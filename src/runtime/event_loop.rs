use std::sync::mpsc;
use std::time::Duration;

use crossterm::event::{self, Event, KeyCode, KeyEvent, KeyEventKind};
use ratatui::{Terminal, backend::CrosstermBackend};
use tracing::warn;

use crate::app::{App, InputMode};
use crate::config;
use crate::session::{Intent, SessionEvent, SessionHandle};
use crate::ui;

/// Main terminal event loop: folds session events into `app`, draws, and
/// turns key presses into intents. Returns `Ok(())` when the user quits.
pub fn run(
    terminal: &mut Terminal<CrosstermBackend<std::io::Stdout>>,
    settings: &config::Settings,
    app: &mut App,
    session: &SessionHandle,
    events: &mpsc::Receiver<SessionEvent>,
) -> Result<(), Box<dyn std::error::Error>> {
    loop {
        while let Ok(ev) = events.try_recv() {
            app.apply(ev);
        }

        terminal.draw(|f| ui::draw(f, app, &settings.ui))?;

        if event::poll(Duration::from_millis(50))? {
            if let Event::Key(key) = event::read()? {
                if key.kind != KeyEventKind::Press {
                    continue;
                }
                match handle_key_event(key, settings, app) {
                    KeyOutcome::Quit => break,
                    KeyOutcome::Send(intent) => {
                        if session.send(intent).is_err() {
                            warn!("session thread is gone");
                            break;
                        }
                    }
                    KeyOutcome::Nothing => {}
                }
            }
        }
    }

    Ok(())
}

#[derive(Debug)]
enum KeyOutcome {
    Nothing,
    Send(Intent),
    Quit,
}

fn handle_key_event(key: KeyEvent, settings: &config::Settings, app: &mut App) -> KeyOutcome {
    // The error popup swallows the key that closes it.
    if app.dismiss_error() {
        return KeyOutcome::Nothing;
    }

    if app.mode == InputMode::FolderPrompt {
        return match key.code {
            KeyCode::Enter => KeyOutcome::Send(Intent::LoadFolder(app.close_folder_prompt(true))),
            KeyCode::Esc => KeyOutcome::Send(Intent::LoadFolder(app.close_folder_prompt(false))),
            KeyCode::Backspace => {
                app.pop_folder_char();
                KeyOutcome::Nothing
            }
            KeyCode::Char(c) if !c.is_control() => {
                app.push_folder_char(c);
                KeyOutcome::Nothing
            }
            _ => KeyOutcome::Nothing,
        };
    }

    let step = settings.audio.volume_step;
    match key.code {
        KeyCode::Char('q') => KeyOutcome::Quit,
        KeyCode::Char('j') | KeyCode::Down => {
            app.next();
            KeyOutcome::Nothing
        }
        KeyCode::Char('k') | KeyCode::Up => {
            app.prev();
            KeyOutcome::Nothing
        }
        KeyCode::Enter => KeyOutcome::Send(app.select_intent()),
        KeyCode::Char('p') => KeyOutcome::Send(Intent::Pause),
        KeyCode::Char('s') => KeyOutcome::Send(Intent::Stop),
        KeyCode::Char('r') if app.resume_enabled => KeyOutcome::Send(Intent::Resume),
        KeyCode::Char('+') | KeyCode::Char('=') => {
            KeyOutcome::Send(Intent::VolumeChanged(app.volume_up(step)))
        }
        KeyCode::Char('-') => KeyOutcome::Send(Intent::VolumeChanged(app.volume_down(step))),
        KeyCode::Char('o') => {
            app.open_folder_prompt();
            KeyOutcome::Nothing
        }
        _ => KeyOutcome::Nothing,
    }
}

#[cfg(test)]
mod tests {
    use super::*;
    use crate::session::FolderChoice;
    use crossterm::event::KeyModifiers;
    use std::path::PathBuf;

    fn press(code: KeyCode) -> KeyEvent {
        KeyEvent::new(code, KeyModifiers::NONE)
    }

    fn app_with_tracks() -> App {
        let mut app = App::new();
        app.apply(SessionEvent::PlaylistChanged {
            entries: vec![PathBuf::from("/m/a.mp3"), PathBuf::from("/m/b.mp3")],
            generation: 2,
        });
        app.apply(SessionEvent::VolumeChanged(30));
        app
    }

    #[test]
    fn resume_key_is_ignored_until_enabled() {
        let settings = config::Settings::default();
        let mut app = app_with_tracks();
        assert!(matches!(
            handle_key_event(press(KeyCode::Char('r')), &settings, &mut app),
            KeyOutcome::Nothing
        ));

        app.apply(SessionEvent::ResumeEnabledChanged(true));
        assert!(matches!(
            handle_key_event(press(KeyCode::Char('r')), &settings, &mut app),
            KeyOutcome::Send(Intent::Resume)
        ));
    }

    #[test]
    fn enter_plays_the_cursor_in_the_current_generation() {
        let settings = config::Settings::default();
        let mut app = app_with_tracks();
        handle_key_event(press(KeyCode::Down), &settings, &mut app);
        assert!(matches!(
            handle_key_event(press(KeyCode::Enter), &settings, &mut app),
            KeyOutcome::Send(Intent::SelectAndPlay {
                index: 1,
                generation: 2
            })
        ));
    }

    #[test]
    fn volume_keys_step_by_configured_amount() {
        let settings = config::Settings::default();
        let mut app = app_with_tracks();
        assert!(matches!(
            handle_key_event(press(KeyCode::Char('+')), &settings, &mut app),
            KeyOutcome::Send(Intent::VolumeChanged(35))
        ));
        assert!(matches!(
            handle_key_event(press(KeyCode::Char('-')), &settings, &mut app),
            KeyOutcome::Send(Intent::VolumeChanged(30))
        ));
    }

    #[test]
    fn repeated_volume_keys_do_not_wait_for_the_session() {
        let settings = config::Settings::default();
        let mut app = app_with_tracks();
        handle_key_event(press(KeyCode::Char('+')), &settings, &mut app);
        assert!(matches!(
            handle_key_event(press(KeyCode::Char('+')), &settings, &mut app),
            KeyOutcome::Send(Intent::VolumeChanged(40))
        ));
        assert_eq!(app.volume, 40);
    }

    #[test]
    fn error_popup_blocks_the_first_key() {
        let settings = config::Settings::default();
        let mut app = app_with_tracks();
        app.apply(SessionEvent::Error("Could not play song:\nboom".into()));

        assert!(matches!(
            handle_key_event(press(KeyCode::Char('q')), &settings, &mut app),
            KeyOutcome::Nothing
        ));
        assert!(app.error.is_none());
        assert!(matches!(
            handle_key_event(press(KeyCode::Char('q')), &settings, &mut app),
            KeyOutcome::Quit
        ));
    }

    #[test]
    fn folder_prompt_routes_typing_and_results() {
        let settings = config::Settings::default();
        let mut app = App::new();
        handle_key_event(press(KeyCode::Char('o')), &settings, &mut app);
        for c in "/tmp/q".chars() {
            handle_key_event(press(KeyCode::Char(c)), &settings, &mut app);
        }
        handle_key_event(press(KeyCode::Backspace), &settings, &mut app);

        match handle_key_event(press(KeyCode::Enter), &settings, &mut app) {
            KeyOutcome::Send(Intent::LoadFolder(choice)) => {
                assert_eq!(choice, FolderChoice::Chosen(PathBuf::from("/tmp/")));
            }
            other => panic!("unexpected outcome: {other:?}"),
        }

        handle_key_event(press(KeyCode::Char('o')), &settings, &mut app);
        assert!(matches!(
            handle_key_event(press(KeyCode::Esc), &settings, &mut app),
            KeyOutcome::Send(Intent::LoadFolder(FolderChoice::Cancelled))
        ));
    }
}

******************************

**Aim of the task**. Word for word, every record must be given again.

**Solved problem**.
filename src/runtime/event_loop.rs
use std::sync::mpsc;
use std::time::Duration;

use crossterm::event::{self, Event, KeyCode, KeyEvent, KeyEventKind};
use ratatui::{Terminal, backend::CrosstermBackend};
use tracing::warn;

use crate::app::{App, InputMode};
use crate::config;
use crate::session::{Intent, SessionEvent, SessionHandle};
use crate::ui;

/// Main terminal event loop: folds session events into `app`, draws, and
/// turns key presses into intents. Returns `Ok(())` when the user quits.
pub fn run(
    terminal: &mut Terminal<CrosstermBackend<std::io::Stdout>>,
    settings: &config::Settings,
    app: &mut App,
    session: &SessionHandle,
    events: &mpsc::Receiver<SessionEvent>,
) -> Result<(), Box<dyn std::error::Error>> {
    loop {
        while let Ok(ev) = events.try_recv() {
            app.apply(ev);
        }

        terminal.draw(|f| ui::draw(f, app, &settings.ui))?;

        if event::poll(Duration::from_millis(50))? {
            if let Event::Key(key) = event::read()? {
                if key.kind != KeyEventKind::Press {
                    continue;
                }
                match handle_key_event(key, settings, app) {
                    KeyOutcome::Quit => break,
                    KeyOutcome::Send(intent) => {
                        if session.send(intent).is_err() {
                            warn!("session thread is gone");
                            break;
                        }
                    }
                    KeyOutcome::Nothing => {}
                }
            }
        }
    }

    Ok(())
}

#[derive(Debug)]
enum KeyOutcome {
    Nothing,
    Send(Intent),
    Quit,
}

fn handle_key_event(key: KeyEvent, settings: &config::Settings, app: &mut App) -> KeyOutcome {
    // The error popup swallows the key that closes it.
    if app.dismiss_error() {
        return KeyOutcome::Nothing;
    }

    if app.mode == InputMode::FolderPrompt {
        return match key.code {
            KeyCode::Enter => KeyOutcome::Send(Intent::LoadFolder(app.close_folder_prompt(true))),
            KeyCode::Esc => KeyOutcome::Send(Intent::LoadFolder(app.close_folder_prompt(false))),
            KeyCode::Backspace => {
                app.pop_folder_char();
                KeyOutcome::Nothing
            }
            KeyCode::Char(c) if !c.is_control() => {
                app.push_folder_char(c);
                KeyOutcome::Nothing
            }
            _ => KeyOutcome::Nothing,
        };
    }

    let step = settings.audio.volume_step;
    match key.code {
        KeyCode::Char('q') => KeyOutcome::Quit,
        KeyCode::Char('j') | KeyCode::Down => {
            app.next();
            KeyOutcome::Nothing
        }
        KeyCode::Char('k') | KeyCode::Up => {
            app.prev();
            KeyOutcome::Nothing
        }
        KeyCode::Enter => KeyOutcome::Send(app.select_intent()),
        KeyCode::Char('p') => KeyOutcome::Send(Intent::Pause),
        KeyCode::Char('s') => KeyOutcome::Send(Intent::Stop),
        KeyCode::Char('r') if app.resume_enabled => KeyOutcome::Send(Intent::Resume),
        KeyCode::Char('+') | KeyCode::Char('=') => {
            KeyOutcome::Send(Intent::VolumeChanged(app.volume_up(step)))
        }
        KeyCode::Char('-') => KeyOutcome::Send(Intent::VolumeChanged(app.volume_down(step))),
        KeyCode::Char('o') => {
            app.open_folder_prompt();
            KeyOutcome::Nothing
        }
        _ => KeyOutcome::Nothing,
    }
}

#[cfg(test)]
mod tests {
    use super::*;
    use crate::session::FolderChoice;
    use crossterm::event::KeyModifiers;
    use std::path::PathBuf;

    fn press(code: KeyCode) -> KeyEvent {
        KeyEvent::new(code, KeyModifiers::NONE)
    }

    fn app_with_tracks() -> App {
        let mut app = App::new();
        app.apply(SessionEvent::PlaylistChanged {
            entries: vec![PathBuf::from("/m/a.mp3"), PathBuf::from("/m/b.mp3")],
            generation: 2,
        });
        app.apply(SessionEvent::VolumeChanged(30));
        app
    }

    #[test]
    fn resume_key_is_ignored_until_enabled() {
        let settings = config::Settings::default();
        let mut app = app_with_tracks();
        assert!(matches!(
            handle_key_event(press(KeyCode::Char('r')), &settings, &mut app),
            KeyOutcome::Nothing
        ));

        app.apply(SessionEvent::ResumeEnabledChanged(true));
        assert!(matches!(
            handle_key_event(press(KeyCode::Char('r')), &settings, &mut app),
            KeyOutcome::Send(Intent::Resume)
        ));
    }

    #[test]
    fn enter_plays_the_cursor_in_the_current_generation() {
        let settings = config::Settings::default();
        let mut app = app_with_tracks();
        handle_key_event(press(KeyCode::Down), &settings, &mut app);
        assert!(matches!(
            handle_key_event(press(KeyCode::Enter), &settings, &mut app),
            KeyOutcome::Send(Intent::SelectAndPlay {
                index: 1,
                generation: 2
            })
        ));
    }

    #[test]
    fn volume_keys_step_by_configured_amount() {
        let settings = config::Settings::default();
        let mut app = app_with_tracks();
        assert!(matches!(
            handle_key_event(press(KeyCode::Char('+')), &settings, &mut app),
            KeyOutcome::Send(Intent::VolumeChanged(35))
        ));
        assert!(matches!(
            handle_key_event(press(KeyCode::Char('-')), &settings, &mut app),
            KeyOutcome::Send(Intent::VolumeChanged(30))
        ));
    }

    #[test]
    fn repeated_volume_keys_do_not_wait_for_the_session() {
        let settings = config::Settings::default();
        let mut app = app_with_tracks();
        handle_key_event(press(KeyCode::Char('+')), &settings, &mut app);
        assert!(matches!(
            handle_key_event(press(KeyCode::Char('+')), &settings, &mut app),
            KeyOutcome::Send(Intent::VolumeChanged(40))
        ));
        assert_eq!(app.volume, 40);
    }

    #[test]
    fn error_popup_blocks_the_first_key() {
        let settings = config::Settings::default();
        let mut app = app_with_tracks();
        app.apply(SessionEvent::Error("Could not play song:\nboom".into()));

        assert!(matches!(
            handle_key_event(press(KeyCode::Char('q')), &settings, &mut app),
            KeyOutcome::Nothing
        ));
        assert!(app.error.is_none());
        assert!(matches!(
            handle_key_event(press(KeyCode::Char('q')), &settings, &mut app),
            KeyOutcome::Quit
        ));
    }

    #[test]
    fn folder_prompt_routes_typing_and_results() {
        let settings = config::Settings::default();
        let mut app = App::new();
        handle_key_event(press(KeyCode::Char('o')), &settings, &mut app);
        for c in "/tmp/q".chars() {
            handle_key_event(press(KeyCode::Char(c)), &settings, &mut app);
        }
        handle_key_event(press(KeyCode::Backspace), &settings, &mut app);

        match handle_key_event(press(KeyCode::Enter), &settings, &mut app) {
            KeyOutcome::Send(Intent::LoadFolder(choice)) => {
                assert_eq!(choice, FolderChoice::Chosen(PathBuf::from("/tmp/")));
            }
            other => panic!("unexpected outcome: {other:?}"),
        }

        handle_key_event(press(KeyCode::Char('o')), &settings, &mut app);
        assert!(matches!(
            handle_key_event(press(KeyCode::Esc), &settings, &mut app),
            KeyOutcome::Send(Intent::LoadFolder(FolderChoice::Cancelled))
        ));
    }
}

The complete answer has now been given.